No press kit do filme, Oliver Kienle salienta exactamente a relevância da habitação como um meio para sublinhar as diferenças dos dois mundos das protagonistas, ou não estivéssemos perante uma villa situada nas imediações de um antigo complexo industrial, naquele que é um dos vários exemplos do quanto o cineasta procurou reforçar essas diferenças que separam e unem estas personagens. Mais do que complexo, “Die Vierhändige” é um thriller psicológico extremamente intrigante e ritmado, que gosta de jogar com a nossa percepção dos acontecimentos e com os personagens. Por vezes usa e abusa de movimentos e ângulos de câmara que chamam mais à atenção para si do que exacerbam a confusão de uma personagem, ou resvala para algum simplismo. No entanto, sobressai pela sua capacidade para utilizar a perda, o luto, os traumas e a relação de duas irmãs para explorar os efeitos do transtorno dissociativo de identidade. Estaremos perante uma figura a tomar conta da mente da outra? Ou ficamos diante de uma personagem que padece de uma doença do foro psiquiátrico? Ou de uma alma quebrada que se procura reencontrar com a sua outra metade?
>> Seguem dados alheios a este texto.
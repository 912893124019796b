/*! Device images and image views.
 *
 * An image owns one view covering every mip level and a single array layer;
 * the view's aspect is derived from the format. Swapchain images are pooled
 * like any other image but carry no allocation, since the driver owns their
 * memory.
 */

use std::sync::Weak;

use anyhow::Result;
use ash::vk;
use gpu_allocator::vulkan::{Allocation, AllocationCreateDesc, AllocationScheme};

use crate::{
    device::{self, Device, DeviceShared, ResourceKind},
    handle::{DeviceResource, Handle, RefCount},
    sampler::Sampler,
    translate,
    types::{
        is_depth_format, is_stencil_format, ClearValue, Extent3D, Format, ImageAspect, ImageTiling,
        ImageType, ImageUsage, MemoryUsage, SampleCount, SharingMode,
    },
    COMBINED_IMAGE_SAMPLER_BINDING, SAMPLED_IMAGE_BINDING, STORAGE_IMAGE_BINDING,
};

#[derive(Clone, Debug)]
pub struct ImageInfo {
    pub name: String,
    pub ty: ImageType,
    pub format: Format,
    pub samples: SampleCount,
    pub tiling: ImageTiling,
    pub image_usage: ImageUsage,
    pub memory_usage: MemoryUsage,
    pub dimension: Extent3D,
    pub clear_value: ClearValue,
    pub mip_levels: u32,
    pub sharing_mode: SharingMode,
}

impl Default for ImageInfo {
    fn default() -> Self {
        Self {
            name: String::new(),
            ty: ImageType::Image2D,
            format: Format::Undefined,
            samples: SampleCount::Count1,
            tiling: ImageTiling::Optimal,
            image_usage: ImageUsage::empty(),
            memory_usage: MemoryUsage::DEDICATED,
            dimension: Extent3D::default(),
            clear_value: ClearValue::default(),
            mip_levels: 1,
            sharing_mode: SharingMode::Exclusive,
        }
    }
}

/// Descriptor slot assignment for a bindless image bind.
#[derive(Clone, Debug, Default)]
pub struct ImageBindInfo {
    pub sampler: Option<Handle<Sampler>>,
    pub index: u32,
}

/// Aspect flags the image's view is created with.
pub fn aspect_for_format(format: Format) -> ImageAspect {
    let mut aspect = ImageAspect::empty();
    if is_depth_format(format) {
        aspect |= ImageAspect::DEPTH;
    }
    if is_stencil_format(format) {
        aspect |= ImageAspect::STENCIL;
    }
    if aspect.is_empty() {
        aspect = ImageAspect::COLOR;
    }
    aspect
}

pub struct Image {
    pub(crate) raw: vk::Image,
    pub(crate) view: vk::ImageView,
    pub(crate) allocation: Option<Allocation>,
    pub(crate) swapchain_owned: bool,
    info: ImageInfo,
    refs: RefCount,
    device: Weak<DeviceShared>,
}

impl DeviceResource for Image {
    fn valid(&self) -> bool {
        self.device.strong_count() > 0 && self.raw != vk::Image::null()
    }

    fn refs(&self) -> &RefCount {
        &self.refs
    }

    fn destroy(&self, id: u64) {
        if let Some(device) = self.device.upgrade() {
            device.schedule_zombie(id, ResourceKind::Image);
        }
    }
}

fn image_create_info<'a>(info: &ImageInfo) -> vk::ImageCreateInfo<'a> {
    let extent = vk::Extent3D {
        width: info.dimension.width,
        height: info.dimension.height,
        depth: info.dimension.depth.max(1),
    };
    vk::ImageCreateInfo::default()
        .image_type(translate::translate_image_type(info.ty))
        .format(translate::translate_format(info.format))
        .extent(extent)
        .mip_levels(info.mip_levels)
        .array_layers(1)
        .samples(translate::translate_sample_count(info.samples))
        .tiling(translate::translate_image_tiling(info.tiling))
        .usage(translate::translate_image_usage_flags(info.image_usage))
        .sharing_mode(translate::translate_sharing_mode(info.sharing_mode))
        .initial_layout(vk::ImageLayout::UNDEFINED)
}

impl Image {
    pub fn from(device: &Device, info: ImageInfo) -> Result<Handle<Image>> {
        let shared = &device.shared;

        let max_dimension = info.dimension.width.max(info.dimension.height).max(1);
        let max_mip_levels = 32 - max_dimension.leading_zeros();
        if info.mip_levels == 0 || info.mip_levels > max_mip_levels {
            return Err(anyhow::anyhow!(
                "Image mip level count {} is outside of [1, {}]",
                info.mip_levels,
                max_mip_levels
            ));
        }
        if info.format == Format::Undefined {
            return Err(anyhow::anyhow!("Image format must not be Undefined"));
        }

        let queue_family_indices = [
            shared.main_queue.family_index,
            shared.compute_queue.family_index,
            shared.transfer_queue.family_index,
        ];
        let mut create_info = image_create_info(&info);
        if info.sharing_mode == SharingMode::Concurrent {
            create_info = create_info.queue_family_indices(&queue_family_indices);
        }

        let raw = unsafe { shared.raw.create_image(&create_info, None)? };
        let requirements = unsafe { shared.raw.get_image_memory_requirements(raw) };

        let allocation = shared.allocator.lock().allocate(&AllocationCreateDesc {
            name: &info.name,
            requirements,
            location: translate::memory_location(info.memory_usage),
            linear: false,
            allocation_scheme: AllocationScheme::GpuAllocatorManaged,
        });
        let allocation = match allocation {
            Ok(allocation) => allocation,
            Err(error) => {
                unsafe { shared.raw.destroy_image(raw, None) };
                return Err(error.into());
            }
        };
        unsafe {
            shared
                .raw
                .bind_image_memory(raw, allocation.memory(), allocation.offset())?;
        }

        let view = create_view(shared, raw, &info, info.mip_levels)?;

        shared.set_debug_name(raw, &info.name);
        shared.set_debug_name(view, &info.name);

        let (index, ptr) = shared.resources.images.insert(Self {
            raw,
            view,
            allocation: Some(allocation),
            swapchain_owned: false,
            info,
            refs: RefCount::default(),
            device: device::downgrade(device),
        });
        Ok(Handle::from_raw(index.to_u64(), ptr))
    }

    /// Shared handles to the images backing `swapchain`.
    pub fn from_swapchain(
        swapchain: &Handle<crate::swapchain::Swapchain>,
    ) -> Vec<Handle<Image>> {
        swapchain.images()
    }

    /// Size and alignment an image with `info` would require, without
    /// creating it.
    pub fn memory_requirement(
        device: &Device,
        info: &ImageInfo,
    ) -> crate::buffer::MemoryRequirementInfo {
        let create_info = image_create_info(info);
        let requirements_info =
            vk::DeviceImageMemoryRequirements::default().create_info(&create_info);
        let mut requirements = vk::MemoryRequirements2::default();
        unsafe {
            device
                .shared
                .raw
                .get_device_image_memory_requirements(&requirements_info, &mut requirements);
        }
        crate::buffer::MemoryRequirementInfo {
            size: requirements.memory_requirements.size,
            alignment: requirements.memory_requirements.alignment,
            memory_type_bits: requirements.memory_requirements.memory_type_bits,
        }
    }

    /// Wraps driver-owned swapchain images in pooled image resources. Their
    /// destroy path releases the view but never the image or an allocation.
    pub(crate) fn wrap_swapchain_images(
        device: &Device,
        raw_images: &[vk::Image],
        format: Format,
        dimension: Extent3D,
        image_usage: ImageUsage,
        name: &str,
    ) -> Result<Vec<Handle<Image>>> {
        let shared = &device.shared;

        let mut handles = Vec::with_capacity(raw_images.len());
        for (image_index, &raw) in raw_images.iter().enumerate() {
            let info = ImageInfo {
                name: if name.is_empty() {
                    String::new()
                } else {
                    format!("{}_{}", name, image_index)
                },
                ty: ImageType::Image2D,
                format,
                samples: SampleCount::Count1,
                tiling: ImageTiling::Optimal,
                image_usage,
                memory_usage: MemoryUsage::DEDICATED,
                dimension,
                clear_value: ClearValue::default(),
                mip_levels: 1,
                sharing_mode: SharingMode::Exclusive,
            };

            let view = create_view(shared, raw, &info, 1)?;
            shared.set_debug_name(view, &info.name);

            let (index, ptr) = shared.resources.images.insert(Self {
                raw,
                view,
                allocation: None,
                swapchain_owned: true,
                info,
                refs: RefCount::default(),
                device: device::downgrade(device),
            });
            handles.push(Handle::from_raw(index.to_u64(), ptr));
        }
        Ok(handles)
    }
}

fn create_view(
    shared: &DeviceShared,
    image: vk::Image,
    info: &ImageInfo,
    mip_levels: u32,
) -> Result<vk::ImageView> {
    let subresource_range = vk::ImageSubresourceRange::default()
        .aspect_mask(translate::translate_image_aspect_flags(aspect_for_format(
            info.format,
        )))
        .base_mip_level(0)
        .level_count(mip_levels)
        .base_array_layer(0)
        .layer_count(1);
    let view_info = vk::ImageViewCreateInfo::default()
        .image(image)
        .view_type(translate::translate_image_view_type(info.ty))
        .format(translate::translate_format(info.format))
        .subresource_range(subresource_range);
    Ok(unsafe { shared.raw.create_image_view(&view_info, None)? })
}

impl Handle<Image> {
    pub fn info(&self) -> Option<&ImageInfo> {
        self.get().map(|image| &image.info)
    }

    pub fn is_swapchain_image(&self) -> bool {
        self.get().map_or(false, |image| image.swapchain_owned)
    }

    /// Writes the image into the bindless descriptor set. Sampled usage lands
    /// in the sampled-image binding, or the combined binding when a sampler
    /// is supplied; storage usage lands in the storage-image binding.
    /// Rebinding the same info is idempotent.
    pub fn bind(&self, info: ImageBindInfo) -> ImageBindInfo {
        let Some(image) = self.get() else {
            return info;
        };
        let Some(device) = image.device.upgrade() else {
            return info;
        };

        let index = info.index % device.config().max_images;

        let mut sampled_info = vk::DescriptorImageInfo::default()
            .image_view(image.view)
            .image_layout(vk::ImageLayout::READ_ONLY_OPTIMAL);
        let sampler_raw = info
            .sampler
            .as_ref()
            .and_then(|sampler| sampler.get())
            .map(|sampler| sampler.raw);
        if let Some(sampler_raw) = sampler_raw {
            sampled_info = sampled_info.sampler(sampler_raw);
        }
        let sampled_infos = [sampled_info];

        let storage_infos = [vk::DescriptorImageInfo::default()
            .image_view(image.view)
            .image_layout(vk::ImageLayout::GENERAL)];

        let mut writes = Vec::with_capacity(2);
        if image.info.image_usage.contains(ImageUsage::SAMPLED) {
            writes.push(
                vk::WriteDescriptorSet::default()
                    .dst_set(device.descriptor_cache.descriptor_set)
                    .dst_binding(if sampler_raw.is_some() {
                        COMBINED_IMAGE_SAMPLER_BINDING
                    } else {
                        SAMPLED_IMAGE_BINDING
                    })
                    .dst_array_element(index)
                    .descriptor_type(if sampler_raw.is_some() {
                        vk::DescriptorType::COMBINED_IMAGE_SAMPLER
                    } else {
                        vk::DescriptorType::SAMPLED_IMAGE
                    })
                    .image_info(&sampled_infos),
            );
        }
        if image.info.image_usage.contains(ImageUsage::STORAGE) {
            writes.push(
                vk::WriteDescriptorSet::default()
                    .dst_set(device.descriptor_cache.descriptor_set)
                    .dst_binding(STORAGE_IMAGE_BINDING)
                    .dst_array_element(index)
                    .descriptor_type(vk::DescriptorType::STORAGE_IMAGE)
                    .image_info(&storage_infos),
            );
        }

        if !writes.is_empty() {
            unsafe {
                device.raw.update_descriptor_sets(&writes, &[]);
            }
        }

        ImageBindInfo {
            sampler: info.sampler,
            index,
        }
    }
}

#[cfg(test)]
mod tests {
    use super::*;

    #[test]
    fn aspect_derivation() {
        assert_eq!(aspect_for_format(Format::R8G8B8A8Srgb), ImageAspect::COLOR);
        assert_eq!(aspect_for_format(Format::D32Float), ImageAspect::DEPTH);
        assert_eq!(aspect_for_format(Format::S8Uint), ImageAspect::STENCIL);
        assert_eq!(
            aspect_for_format(Format::D24UnormS8Uint),
            ImageAspect::DEPTH | ImageAspect::STENCIL
        );
    }
}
Nem todas as perguntas recebem resposta, mas o que é certo é que ainda existe espaço para o realizador abordar uma relação de proximidade entre Sophie e Martin (Christoph Letkowski), um enfermeiro que a quer ajudar, com a dupla a protagonizar um dos trechos mais sinceros do filme, nomeadamente, um diálogo onde abordam temáticas relacionadas com o luto e a perda. Sophie é uma das figuras centrais do filme, tal como Jessica, com as quatro mãos do título a remeterem para a faceta de yin e yang da dupla de protagonistas deste thriller psicológico intrigante e inquietante, que se envolve pelas diferenças e semelhanças das duas irmãs e pelas partidas que a mente provoca a uma personagem, algo efectuado de modo simples, mas nem por isso menos eficaz.